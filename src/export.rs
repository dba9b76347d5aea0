

// imports
use crate::config::{self, JsonTypes};
use crate::corpus::CorpusReader;
use crate::train::Train;
use crate::translation::TranslationTable;

use ndarray::Array2;
use std::collections::HashMap;
use std::error::Error;


pub struct Writer {
    w: Array2<f64>,
    i2source: HashMap<usize, String>,
    i2target: HashMap<usize, String>,
}

impl Writer {

    // turns a finished training run into files: a readable per target word
    // summary, the dense probability matrix in npy format, the sparse table
    // rows in csv format and the two vocabularies that map words to row and
    // column ids.

    fn new(trainer: &Train, reader: &CorpusReader) -> Writer {

        let num_source = reader.source_words().len();
        let num_target = reader.target_words().len();

        let w = Writer::to_matrix(trainer.get_table(), num_source, num_target);
        let i2source: HashMap<usize, String> = reader.source_words().iter().map(|(t, i)| (*i, t.to_owned())).collect();
        let i2target: HashMap<usize, String> = reader.target_words().iter().map(|(t, i)| (*i, t.to_owned())).collect();

        Writer {
            w: w,
            i2source: i2source,
            i2target: i2target,
        }
    }

    fn to_matrix(table: &TranslationTable, num_source: usize, num_target: usize) -> Array2<f64> {

        // cells the training never touched keep the table's default, so the
        // dense view answers every (source, target) query the sparse one does
        let mut w: Array2<f64> = Array2::from_elem((num_source, num_target), table.default());
        for ((e, c), v) in table.entries() {
            w[[*e, *c]] = *v;
        }
        w
    }

    fn top_source_ids(&self, target_id: usize, k: usize) -> Vec<usize> {

        // descending by probability. the sort is stable and the candidates
        // are enumerated in id order, so ties resolve to the lower id.
        let mut scored: Vec<(usize, f64)> = self.w.column(target_id).iter().copied().enumerate().collect();
        scored.sort_by(|(_, v0), (_, v1)| v1.total_cmp(v0));
        scored.iter().take(k).map(|(i, _v)| *i).collect()
    }

    fn format_results(&self) -> Vec<String> {

        // one line per target word, in column id order, holding the word and
        // its 3 most probable source translations
        let num_target = self.i2target.len();
        let mut lines: Vec<String> = Vec::with_capacity(num_target);

        for c in 0..num_target {

            let target = self.i2target.get(&c).unwrap(); // safe to unwrap, ids are dense
            let top_words: Vec<&str> = self.top_source_ids(c, 3)
            .iter()
            .map(|e| self.i2source.get(e).unwrap().as_str()) // safe to unwrap, ids are dense
            .collect();

            lines.push(format!("{}\t{}", target, top_words.join(" ")));
        }

        lines
    }

    pub fn run(trainer: &Train, reader: &CorpusReader, params: &JsonTypes) -> Result<(), Box<dyn Error>> {

        let writer = Writer::new(trainer, reader);

        // the readable summary
        let results = writer.format_results();
        config::files_handling::save_output::<Vec<String>>(&params.output_dir, "result", results)?;

        // the table itself, dense for npy consumers and sparse for csv consumers
        config::files_handling::save_output::<HashMap<(usize, usize), f64>>(&params.output_dir, "table", trainer.get_table().entries().clone())?;
        config::files_handling::save_output::<Array2<f64>>(&params.output_dir, "table", writer.w)?;

        // the word maps, needed to interpret row and column ids
        config::files_handling::save_output::<HashMap<String, usize>>(&params.output_dir, "source_words", reader.source_words().clone())?;
        config::files_handling::save_output::<HashMap<String, usize>>(&params.output_dir, "target_words", reader.target_words().clone())?;

        println!("saved results and table to {}", params.output_dir);
        Ok(())
    }

}


#[cfg(test)]
mod tests {

    use super::Writer;
    use crate::config::{JsonTrain, JsonTypes, files_handling};
    use crate::corpus::CorpusReader;
    use crate::train::Train;

    use ndarray::Array2;
    use std::fs::File;
    use std::io::Write;

    fn write_corpus(file_name: &str, lines: &[&str]) -> String {
        let path = std::env::temp_dir().join(file_name);
        let mut f = File::create(&path).unwrap();
        for line in lines {
            writeln!(f, "{}", line).unwrap();
        }
        path.to_str().unwrap().to_string()
    }

    fn trained(corpus_file: &str, lines: &[&str], num_iterations: usize) -> (Train, CorpusReader) {
        let path = write_corpus(corpus_file, lines);
        let reader = CorpusReader::new(&path, 10, false, false).unwrap();
        let params = JsonTrain { num_iterations: num_iterations, progress_verbose: false };
        let trainer = Train::run(&reader, &params).unwrap();
        (trainer, reader)
    }

    #[test]
    fn matrix_default_fill_test() {

        // an untrained table densifies to its uniform default in every cell
        let (trainer, reader) = trained("ibm1_export_default_fill_test.txt", &["a b\tx y"], 0);
        let writer = Writer::new(&trainer, &reader);
        assert_eq!(writer.w, Array2::from_elem((2, 2), 0.5));
    }

    #[test]
    fn tie_keeps_first_seen_order_test() {

        // one epoch on a single sentence splits x's mass evenly between a
        // and b, the tie resolves to first seen order
        let (trainer, reader) = trained("ibm1_export_tie_test.txt", &["a b\tx"], 1);
        let writer = Writer::new(&trainer, &reader);

        assert_eq!(writer.w[[0, 0]], 0.5);
        assert_eq!(writer.w[[1, 0]], 0.5);
        assert_eq!(writer.format_results(), vec!["x\ta b".to_string()]);
    }

    #[test]
    fn ranking_test() {

        // after one epoch a is the better translation of x and b the better
        // translation of y, and lines come out in target id order
        let (trainer, reader) = trained("ibm1_export_ranking_test.txt", &["a b\tx y", "a\tx"], 1);
        let writer = Writer::new(&trainer, &reader);

        let results = writer.format_results();
        assert_eq!(results, vec!["x\ta b".to_string(), "y\tb a".to_string()]);
    }

    #[test]
    fn empty_corpus_export_test() {

        let (trainer, reader) = trained("ibm1_export_empty_test.txt", &[], 1);
        let writer = Writer::new(&trainer, &reader);

        assert_eq!(writer.w.dim(), (0, 0));
        assert!(writer.format_results().is_empty());
    }

    #[test]
    fn artifacts_test() {

        // a full save round: all five files land in the output folder and
        // the readable summary holds the ranked lines
        let (trainer, reader) = trained("ibm1_export_artifacts_test.txt", &["a b\tx y", "a\tx"], 1);
        let output_dir = std::env::temp_dir().join("ibm1_export_artifacts_out");
        let output_dir = output_dir.to_str().unwrap().to_string();

        let params = JsonTypes {
            corpus_file: String::new(),
            output_dir: output_dir.clone(),
            max_lines: 10,
            lowercase: false,
            json_train: JsonTrain { num_iterations: 1, progress_verbose: false },
        };
        Writer::run(&trainer, &reader, &params).unwrap();

        for file_name in ["result.txt", "table.npy", "table.csv", "source_words.txt", "target_words.txt"] {
            assert!(std::path::Path::new(&output_dir).join(file_name).exists());
        }

        let results = std::fs::read_to_string(std::path::Path::new(&output_dir).join("result.txt")).unwrap();
        assert_eq!(results.lines().collect::<Vec<&str>>(), vec!["x\ta b", "y\tb a"]);

        let w = files_handling::read_input::<Array2<f64>>(&(output_dir + "/table")).unwrap();
        assert_eq!(w.dim(), (2, 2));
        assert!((w[[0, 0]] - 4.0 / 7.0).abs() < 1e-12);
    }

}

··········

EXERCISE INSTRUCTIONS:
From the records above, extract exactly and only the lines that begin at the line with "output folder and" and stop after the line with "Writer::run(&trainer, &reader, &params).unwrap();".

YOUR SOLUTION:
        // a full save round: all five files land in the output folder and
        // the readable summary holds the ranked lines
        let (trainer, reader) = trained("ibm1_export_artifacts_test.txt", &["a b\tx y", "a\tx"], 1);
        let output_dir = std::env::temp_dir().join("ibm1_export_artifacts_out");
        let output_dir = output_dir.to_str().unwrap().to_string();

        let params = JsonTypes {
            corpus_file: String::new(),
            output_dir: output_dir.clone(),
            max_lines: 10,
            lowercase: false,
            json_train: JsonTrain { num_iterations: 1, progress_verbose: false },
        };
        Writer::run(&trainer, &reader, &params).unwrap();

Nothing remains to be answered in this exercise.